[WHAT THE TASK REQUIRES]
From the listing below, return every line with the string "keeps" in it.

───

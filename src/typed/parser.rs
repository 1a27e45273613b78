//! Producing typed values from raw objects.

use super::typed_value::{as_typed, TypedValue};
use super::validation::{ValidationErrors, ValidationOption};
use crate::schema::{Schema, SchemaError, TypeRef, UNTYPED_DEDUCED};
use crate::value::Value;
use once_cell::sync::Lazy;
use thiserror::Error;

/// Parser owns a schema read from the native YAML schema format.
#[derive(Debug, Clone)]
pub struct Parser {
    pub schema: Schema,
}

impl Parser {
    pub fn new(schema_yaml: &str) -> Result<Parser, SchemaError> {
        Ok(Parser {
            schema: Schema::from_yaml(schema_yaml)?,
        })
    }

    pub fn type_names(&self) -> Vec<&str> {
        self.schema.type_names().iter().map(String::as_str).collect()
    }

    pub fn type_by_name(&self, name: &str) -> ParseableType<'_> {
        ParseableType::new(&self.schema, TypeRef::named(name))
    }
}

/// A type in a schema that raw objects can be parsed into.
#[derive(Debug, Clone)]
pub struct ParseableType<'s> {
    schema: &'s Schema,
    type_ref: TypeRef,
}

#[derive(Debug, Error)]
pub enum ParseError {
    #[error("failed to parse JSON: {0}")]
    Json(#[from] serde_json::Error),

    #[error("failed to parse YAML: {0}")]
    Yaml(#[from] serde_yaml::Error),

    #[error("validation failed: {0}")]
    Validation(#[from] ValidationErrors),
}

impl<'s> ParseableType<'s> {
    pub fn new(schema: &'s Schema, type_ref: TypeRef) -> Self {
        ParseableType { schema, type_ref }
    }

    /// True if the type resolves in the schema.
    pub fn is_valid(&self) -> bool {
        self.schema.resolve(&self.type_ref).is_some()
    }

    pub fn schema(&self) -> &'s Schema {
        self.schema
    }

    pub fn type_ref(&self) -> &TypeRef {
        &self.type_ref
    }

    pub fn from_value(&self, value: Value) -> Result<TypedValue<'s>, ParseError> {
        self.from_value_with_opts(value, &[])
    }

    pub fn from_value_with_opts(
        &self,
        value: Value,
        opts: &[ValidationOption],
    ) -> Result<TypedValue<'s>, ParseError> {
        Ok(as_typed(value, self.schema, self.type_ref.clone(), opts)?)
    }

    pub fn from_raw(&self, raw: serde_json::Value) -> Result<TypedValue<'s>, ParseError> {
        self.from_value(Value::from(raw))
    }

    pub fn from_json(&self, json: &str) -> Result<TypedValue<'s>, ParseError> {
        self.from_value(Value::from_json(json)?)
    }

    pub fn from_yaml(&self, yaml: &str) -> Result<TypedValue<'s>, ParseError> {
        self.from_value(Value::from_yaml(yaml)?)
    }

    /// A null value of this type.
    pub fn empty(&self) -> TypedValue<'s> {
        TypedValue::empty(self.schema, self.type_ref.clone())
    }
}

static DEDUCED_SCHEMA: Lazy<Schema> = Lazy::new(Schema::untyped);

/// A type that accepts any value: maps merge key by key, lists and
/// scalars are replaced whole.
pub fn deduced_parseable_type() -> ParseableType<'static> {
    ParseableType::new(&DEDUCED_SCHEMA, TypeRef::named(UNTYPED_DEDUCED))
}

#[cfg(test)]
mod tests {
    use super::*;
    use pretty_assertions::assert_eq;

    const TEST_SCHEMA: &str = r#"types:
- name: stringPair
  map:
    fields:
    - name: key
      type:
        scalar: string
    - name: value
      type:
        scalar: string
"#;

    #[test]
    fn test_parser_new() {
        let parser = Parser::new(TEST_SCHEMA).unwrap();
        assert_eq!(parser.type_names(), vec!["stringPair"]);
        assert!(Parser::new("types: [{name: broken}]").is_err());
    }

    #[test]
    fn test_parseable_type_from_yaml() {
        let parser = Parser::new(TEST_SCHEMA).unwrap();
        let pt = parser.type_by_name("stringPair");

        let tv = pt.from_yaml(r#"{"key": "foo", "value": "bar"}"#).unwrap();
        assert!(tv.as_value().is_map());

        let err = pt.from_yaml("{key: 1}").unwrap_err();
        assert!(matches!(err, ParseError::Validation(_)));
        assert!(matches!(pt.from_json("{"), Err(ParseError::Json(_))));
    }

    #[test]
    fn test_parseable_type_is_valid() {
        let parser = Parser::new(TEST_SCHEMA).unwrap();
        assert!(parser.type_by_name("stringPair").is_valid());
        assert!(!parser.type_by_name("nonexistent").is_valid());
    }

    #[test]
    fn test_deduced_parseable_type() {
        let pt = deduced_parseable_type();
        assert!(pt.is_valid());

        let tv = pt
            .from_raw(serde_json::json!({"a": 1, "b": ["x"], "c": {"d": true}}))
            .unwrap();
        assert!(tv.as_value().is_map());
        assert!(pt.empty().as_value().is_null());
    }
}
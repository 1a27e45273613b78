//! Extracting the part of a value a field set names.

use super::keys::list_item_to_path_element;
use super::typed_value::{member_type, Shape, TypedValue};
use crate::fieldpath::{PathElement, Set};
use crate::schema::{Schema, TypeRef};
use crate::value::{Map, Value};

impl<'s> TypedValue<'s> {
    /// Returns the sub-object holding exactly the fields in `items`.
    ///
    /// A member keeps its whole subtree. Maps on the way to a member are
    /// rebuilt with only the extracted entries. An associative-list element
    /// that is only partly extracted also keeps the key fields present on
    /// the original element, so the result can be merged back by key.
    /// Nothing is defaulted. If nothing is extracted the result is null.
    pub fn extract_items(&self, items: &Set) -> TypedValue<'s> {
        let value = if items.root_in_set() {
            self.as_value().clone()
        } else {
            extract(self.schema(), self.as_value(), self.type_ref(), items).unwrap_or_default()
        };
        self.with_value(value)
    }
}

fn extract(schema: &Schema, value: &Value, tr: &TypeRef, items: &Set) -> Option<Value> {
    let atom = schema.resolve(tr)?;
    match Shape::of(&atom, value) {
        Shape::Leaf => None,
        Shape::Map(map) => {
            let mut out = Map::new();
            for (name, child) in map.iter() {
                let pe = PathElement::field_name(name.clone());
                if items.has_member(&pe) {
                    out.set(name.clone(), child.clone());
                } else if let Some(below) = items.child(&pe) {
                    let extracted = member_type(&atom, name)
                        .and_then(|child_type| extract(schema, child, &child_type, below));
                    if let Some(extracted) = extracted {
                        out.set(name.clone(), extracted);
                    }
                }
            }
            (!out.is_empty()).then_some(Value::Map(out))
        }
        Shape::List(list, elements) => {
            let mut out = Vec::new();
            for (i, item) in elements.iter().enumerate() {
                // An element without its keys cannot be named by a keyed
                // path, so addressing it by index only ever misses.
                let pe = list_item_to_path_element(schema, list, i, item)
                    .unwrap_or(PathElement::Index(i));
                if items.has_member(&pe) {
                    out.push(item.clone());
                    continue;
                }
                let Some(below) = items.child(&pe) else {
                    continue;
                };
                let Some(mut extracted) = extract(schema, item, &list.element_type, below) else {
                    continue;
                };
                if let (Some(original), Some(partial)) = (item.as_map(), extracted.as_map_mut()) {
                    for key in &list.keys {
                        if let Some(key_value) = original.get(key) {
                            partial.set(key.clone(), key_value.clone());
                        }
                    }
                }
                out.push(extracted);
            }
            (!out.is_empty()).then_some(Value::List(out))
        }
    }
}
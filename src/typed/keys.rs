//! Identifying list elements.

use crate::fieldpath::PathElement;
use crate::schema::{Atom, List, Schema};
use crate::value::{Field, FieldList, Value};
use thiserror::Error;

/// Why a list element could not be given a path element.
#[derive(Debug, Clone, PartialEq, Eq, Error)]
pub enum KeyError {
    #[error("associative list with keys has an element that omits key field {0:?} (and doesn't have default value)")]
    MissingKey(String),

    #[error("associative list with keys has an element that is a {0}, not a map")]
    NotAMap(&'static str),
}

/// Returns the path element that addresses `item` inside `list`.
///
/// Elements of an associative list with keys are addressed by their key
/// fields, falling back to the key field's declared default. Elements of
/// a set are addressed by value. Everything else is addressed by index.
pub fn list_item_to_path_element(
    schema: &Schema,
    list: &List,
    index: usize,
    item: &Value,
) -> Result<PathElement, KeyError> {
    if !list.is_associative() {
        return Ok(PathElement::Index(index));
    }
    if list.keys.is_empty() {
        return Ok(PathElement::Value(item.clone()));
    }
    let Value::Map(map) = item else {
        return Err(KeyError::NotAMap(item.kind()));
    };

    let element = schema.resolve(&list.element_type);
    let default_of = |key: &str| match element.as_deref() {
        Some(Atom::Struct(s)) => s.find_field(key).and_then(|f| f.default.clone()),
        _ => None,
    };

    let mut fields = Vec::with_capacity(list.keys.len());
    for key in &list.keys {
        let value = map
            .get(key)
            .cloned()
            .or_else(|| default_of(key))
            .ok_or_else(|| KeyError::MissingKey(key.clone()))?;
        fields.push(Field::new(key.clone(), value));
    }
    Ok(PathElement::Key(FieldList::with_fields(fields)))
}

#[cfg(test)]
mod tests {
    use super::*;
    use crate::schema::{ElementRelationship, TypeRef};
    use pretty_assertions::assert_eq;

    const SCHEMA: &str = r#"
types:
- name: port
  map:
    fields:
    - name: port
      type:
        scalar: numeric
    - name: protocol
      type:
        scalar: string
      default: TCP
"#;

    fn list(er: ElementRelationship, keys: &[&str]) -> List {
        List {
            element_type: TypeRef::named("port"),
            element_relationship: er,
            keys: keys.iter().map(|k| k.to_string()).collect(),
        }
    }

    #[test]
    fn test_keyed_element_uses_default() {
        let schema = Schema::from_yaml(SCHEMA).unwrap();
        let ports = list(ElementRelationship::Associative, &["port", "protocol"]);
        let item = Value::from_json(r#"{"port": 80}"#).unwrap();

        assert_eq!(
            list_item_to_path_element(&schema, &ports, 3, &item).unwrap(),
            PathElement::Key(FieldList::with_fields(vec![
                Field::new("port", Value::Int(80)),
                Field::new("protocol", Value::from("TCP")),
            ]))
        );
    }

    #[test]
    fn test_missing_key_without_default() {
        let schema = Schema::from_yaml(SCHEMA).unwrap();
        let ports = list(ElementRelationship::Associative, &["port", "protocol"]);
        let item = Value::from_json(r#"{"nodePort": 30001}"#).unwrap();

        let err = list_item_to_path_element(&schema, &ports, 0, &item).unwrap_err();
        assert_eq!(err, KeyError::MissingKey("port".to_string()));
        assert_eq!(
            err.to_string(),
            r#"associative list with keys has an element that omits key field "port" (and doesn't have default value)"#
        );
        assert_eq!(
            list_item_to_path_element(&schema, &ports, 0, &Value::from("x")).unwrap_err(),
            KeyError::NotAMap("string")
        );
    }

    #[test]
    fn test_sets_and_plain_lists() {
        let schema = Schema::from_yaml(SCHEMA).unwrap();
        let item = Value::from("a");
        assert_eq!(
            list_item_to_path_element(&schema, &list(ElementRelationship::Associative, &[]), 2, &item)
                .unwrap(),
            PathElement::Value(item.clone())
        );
        assert_eq!(
            list_item_to_path_element(&schema, &list(ElementRelationship::Separable, &[]), 2, &item)
                .unwrap(),
            PathElement::Index(2)
        );
    }
}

───

[ANSWER TO THIS TASK]
    /// A member keeps its whole subtree. Maps on the way to a member are
    /// that is only partly extracted also keeps the key fields present on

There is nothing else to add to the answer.